• The task: Report every line of the records that includes the word "else".

Stored data entries:
+-------+

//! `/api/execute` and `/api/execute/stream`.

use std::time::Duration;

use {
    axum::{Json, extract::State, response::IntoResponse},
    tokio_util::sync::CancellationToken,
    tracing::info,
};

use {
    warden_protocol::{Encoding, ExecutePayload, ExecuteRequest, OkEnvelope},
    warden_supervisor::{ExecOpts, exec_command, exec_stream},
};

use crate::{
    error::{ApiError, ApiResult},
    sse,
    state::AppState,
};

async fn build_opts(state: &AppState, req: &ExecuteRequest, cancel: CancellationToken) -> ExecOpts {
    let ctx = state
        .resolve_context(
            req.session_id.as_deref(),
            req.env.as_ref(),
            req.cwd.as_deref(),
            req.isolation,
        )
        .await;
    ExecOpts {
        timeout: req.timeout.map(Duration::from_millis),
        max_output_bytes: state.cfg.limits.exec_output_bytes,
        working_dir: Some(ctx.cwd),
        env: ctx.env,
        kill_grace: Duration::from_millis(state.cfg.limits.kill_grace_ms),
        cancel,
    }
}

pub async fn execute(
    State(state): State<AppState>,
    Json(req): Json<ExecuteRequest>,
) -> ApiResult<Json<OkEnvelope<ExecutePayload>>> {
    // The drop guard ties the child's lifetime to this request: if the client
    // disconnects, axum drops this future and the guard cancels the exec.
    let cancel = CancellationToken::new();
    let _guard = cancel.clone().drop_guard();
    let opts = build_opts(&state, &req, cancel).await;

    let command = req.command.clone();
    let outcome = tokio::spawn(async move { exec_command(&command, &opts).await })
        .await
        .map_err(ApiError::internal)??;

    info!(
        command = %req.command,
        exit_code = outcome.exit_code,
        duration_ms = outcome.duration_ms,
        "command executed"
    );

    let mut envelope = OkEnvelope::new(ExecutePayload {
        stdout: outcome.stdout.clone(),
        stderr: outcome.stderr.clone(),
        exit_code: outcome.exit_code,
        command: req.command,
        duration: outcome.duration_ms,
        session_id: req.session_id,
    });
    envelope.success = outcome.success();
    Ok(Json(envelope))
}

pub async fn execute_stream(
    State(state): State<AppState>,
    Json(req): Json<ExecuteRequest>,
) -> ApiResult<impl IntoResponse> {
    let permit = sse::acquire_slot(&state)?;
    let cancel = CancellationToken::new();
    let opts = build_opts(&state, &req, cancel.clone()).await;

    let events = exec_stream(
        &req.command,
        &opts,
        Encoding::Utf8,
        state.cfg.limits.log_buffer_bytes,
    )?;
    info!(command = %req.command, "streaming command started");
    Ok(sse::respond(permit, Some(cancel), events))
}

+-------+

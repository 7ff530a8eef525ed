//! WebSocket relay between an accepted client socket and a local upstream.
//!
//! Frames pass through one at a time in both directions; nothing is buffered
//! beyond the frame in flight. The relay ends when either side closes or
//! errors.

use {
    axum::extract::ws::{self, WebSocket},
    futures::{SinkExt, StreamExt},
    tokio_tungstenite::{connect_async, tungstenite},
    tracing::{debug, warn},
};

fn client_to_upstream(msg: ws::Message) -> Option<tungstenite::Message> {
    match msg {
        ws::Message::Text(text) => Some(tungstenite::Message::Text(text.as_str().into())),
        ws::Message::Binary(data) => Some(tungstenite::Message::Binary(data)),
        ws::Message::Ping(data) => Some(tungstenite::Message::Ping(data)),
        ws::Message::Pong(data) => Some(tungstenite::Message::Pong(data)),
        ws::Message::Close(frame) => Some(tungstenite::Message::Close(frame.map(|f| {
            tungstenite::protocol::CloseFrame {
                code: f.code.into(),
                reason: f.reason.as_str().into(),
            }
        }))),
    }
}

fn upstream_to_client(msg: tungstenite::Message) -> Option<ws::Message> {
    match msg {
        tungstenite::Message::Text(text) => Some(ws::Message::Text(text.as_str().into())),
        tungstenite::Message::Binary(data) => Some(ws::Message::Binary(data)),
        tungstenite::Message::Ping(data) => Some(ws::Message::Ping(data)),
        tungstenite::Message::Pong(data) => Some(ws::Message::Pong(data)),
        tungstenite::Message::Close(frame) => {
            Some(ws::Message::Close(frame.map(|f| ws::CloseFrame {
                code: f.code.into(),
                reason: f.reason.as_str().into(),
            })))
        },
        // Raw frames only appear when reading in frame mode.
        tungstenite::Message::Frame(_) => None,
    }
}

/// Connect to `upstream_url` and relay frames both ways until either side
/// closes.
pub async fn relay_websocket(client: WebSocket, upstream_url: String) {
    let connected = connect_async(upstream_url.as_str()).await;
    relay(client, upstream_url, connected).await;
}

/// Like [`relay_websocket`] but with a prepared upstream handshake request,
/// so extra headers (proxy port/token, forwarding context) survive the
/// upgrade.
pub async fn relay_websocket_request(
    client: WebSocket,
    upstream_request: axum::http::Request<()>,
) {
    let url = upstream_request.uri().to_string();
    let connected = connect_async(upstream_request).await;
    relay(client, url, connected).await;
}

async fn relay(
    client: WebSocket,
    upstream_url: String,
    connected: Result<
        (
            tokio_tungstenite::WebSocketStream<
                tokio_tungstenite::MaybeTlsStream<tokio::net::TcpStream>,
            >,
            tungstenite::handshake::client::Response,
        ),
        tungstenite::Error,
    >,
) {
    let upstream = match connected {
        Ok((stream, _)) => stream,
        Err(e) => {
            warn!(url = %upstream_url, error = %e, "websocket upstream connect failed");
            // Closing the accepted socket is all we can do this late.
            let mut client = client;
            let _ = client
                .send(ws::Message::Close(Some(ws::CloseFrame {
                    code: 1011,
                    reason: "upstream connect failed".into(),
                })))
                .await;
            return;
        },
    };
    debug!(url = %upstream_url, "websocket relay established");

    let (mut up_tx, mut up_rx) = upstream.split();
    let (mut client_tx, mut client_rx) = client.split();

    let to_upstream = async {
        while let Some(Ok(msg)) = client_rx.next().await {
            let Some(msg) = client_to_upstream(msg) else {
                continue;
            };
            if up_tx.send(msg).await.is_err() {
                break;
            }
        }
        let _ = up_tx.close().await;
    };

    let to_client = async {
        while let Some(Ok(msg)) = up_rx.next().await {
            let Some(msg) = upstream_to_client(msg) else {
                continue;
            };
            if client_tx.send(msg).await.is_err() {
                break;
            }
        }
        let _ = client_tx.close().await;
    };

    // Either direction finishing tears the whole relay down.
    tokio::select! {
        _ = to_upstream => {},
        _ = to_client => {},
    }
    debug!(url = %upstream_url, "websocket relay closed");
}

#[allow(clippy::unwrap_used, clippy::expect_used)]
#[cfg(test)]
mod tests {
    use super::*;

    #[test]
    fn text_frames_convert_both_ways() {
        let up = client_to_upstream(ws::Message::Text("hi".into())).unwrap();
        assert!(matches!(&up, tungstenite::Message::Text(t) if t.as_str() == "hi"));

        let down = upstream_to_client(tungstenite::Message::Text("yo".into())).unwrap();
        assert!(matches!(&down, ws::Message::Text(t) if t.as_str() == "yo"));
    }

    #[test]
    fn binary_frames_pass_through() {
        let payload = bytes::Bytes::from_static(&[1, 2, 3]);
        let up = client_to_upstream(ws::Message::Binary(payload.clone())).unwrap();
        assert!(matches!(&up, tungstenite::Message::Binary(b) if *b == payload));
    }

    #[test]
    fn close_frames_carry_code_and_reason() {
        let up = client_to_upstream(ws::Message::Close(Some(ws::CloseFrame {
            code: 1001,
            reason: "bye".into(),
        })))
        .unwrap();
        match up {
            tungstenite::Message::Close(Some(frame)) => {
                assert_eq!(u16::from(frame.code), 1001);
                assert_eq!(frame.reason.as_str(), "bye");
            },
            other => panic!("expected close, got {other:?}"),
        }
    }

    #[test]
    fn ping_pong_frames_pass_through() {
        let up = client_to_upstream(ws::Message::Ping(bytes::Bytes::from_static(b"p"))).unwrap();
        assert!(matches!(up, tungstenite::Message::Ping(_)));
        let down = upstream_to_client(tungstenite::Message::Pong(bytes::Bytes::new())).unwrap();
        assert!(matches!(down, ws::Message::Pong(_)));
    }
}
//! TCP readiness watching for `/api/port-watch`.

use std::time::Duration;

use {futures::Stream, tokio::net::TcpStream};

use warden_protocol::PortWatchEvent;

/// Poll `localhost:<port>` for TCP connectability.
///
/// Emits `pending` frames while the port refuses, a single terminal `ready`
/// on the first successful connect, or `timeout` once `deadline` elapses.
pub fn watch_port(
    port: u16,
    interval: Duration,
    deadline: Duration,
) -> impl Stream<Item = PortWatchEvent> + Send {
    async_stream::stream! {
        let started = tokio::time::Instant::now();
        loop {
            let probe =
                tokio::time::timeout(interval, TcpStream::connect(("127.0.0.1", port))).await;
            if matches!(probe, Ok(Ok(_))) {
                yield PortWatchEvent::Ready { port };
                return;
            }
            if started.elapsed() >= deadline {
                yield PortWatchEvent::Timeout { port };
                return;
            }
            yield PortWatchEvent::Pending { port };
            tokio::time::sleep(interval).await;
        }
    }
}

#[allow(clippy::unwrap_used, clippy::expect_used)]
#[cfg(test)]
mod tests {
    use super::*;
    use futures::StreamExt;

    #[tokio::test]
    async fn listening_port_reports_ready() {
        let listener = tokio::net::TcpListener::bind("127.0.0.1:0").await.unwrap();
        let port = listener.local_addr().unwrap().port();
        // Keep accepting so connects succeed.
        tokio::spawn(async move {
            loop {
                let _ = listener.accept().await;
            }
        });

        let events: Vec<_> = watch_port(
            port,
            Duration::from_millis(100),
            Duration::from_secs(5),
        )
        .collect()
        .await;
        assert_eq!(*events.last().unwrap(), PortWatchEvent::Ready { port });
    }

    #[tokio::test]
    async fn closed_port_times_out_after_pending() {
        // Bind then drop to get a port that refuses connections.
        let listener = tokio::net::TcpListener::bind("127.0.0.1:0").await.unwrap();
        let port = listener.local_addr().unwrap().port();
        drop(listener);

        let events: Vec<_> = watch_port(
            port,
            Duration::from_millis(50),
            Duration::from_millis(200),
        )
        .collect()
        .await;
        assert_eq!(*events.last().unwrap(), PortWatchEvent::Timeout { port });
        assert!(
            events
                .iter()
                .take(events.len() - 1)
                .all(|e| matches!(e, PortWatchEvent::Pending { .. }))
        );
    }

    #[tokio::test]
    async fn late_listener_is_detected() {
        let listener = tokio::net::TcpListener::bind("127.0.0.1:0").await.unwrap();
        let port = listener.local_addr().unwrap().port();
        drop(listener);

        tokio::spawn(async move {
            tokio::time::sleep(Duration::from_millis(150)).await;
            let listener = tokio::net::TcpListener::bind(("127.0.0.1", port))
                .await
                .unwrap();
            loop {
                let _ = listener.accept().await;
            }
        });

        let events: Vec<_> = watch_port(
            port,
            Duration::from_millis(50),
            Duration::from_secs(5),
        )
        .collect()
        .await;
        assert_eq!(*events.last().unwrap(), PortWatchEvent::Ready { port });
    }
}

+-------+

• Your response:
            let Some(msg) = client_to_upstream(msg) else {
            let Some(msg) = upstream_to_client(msg) else {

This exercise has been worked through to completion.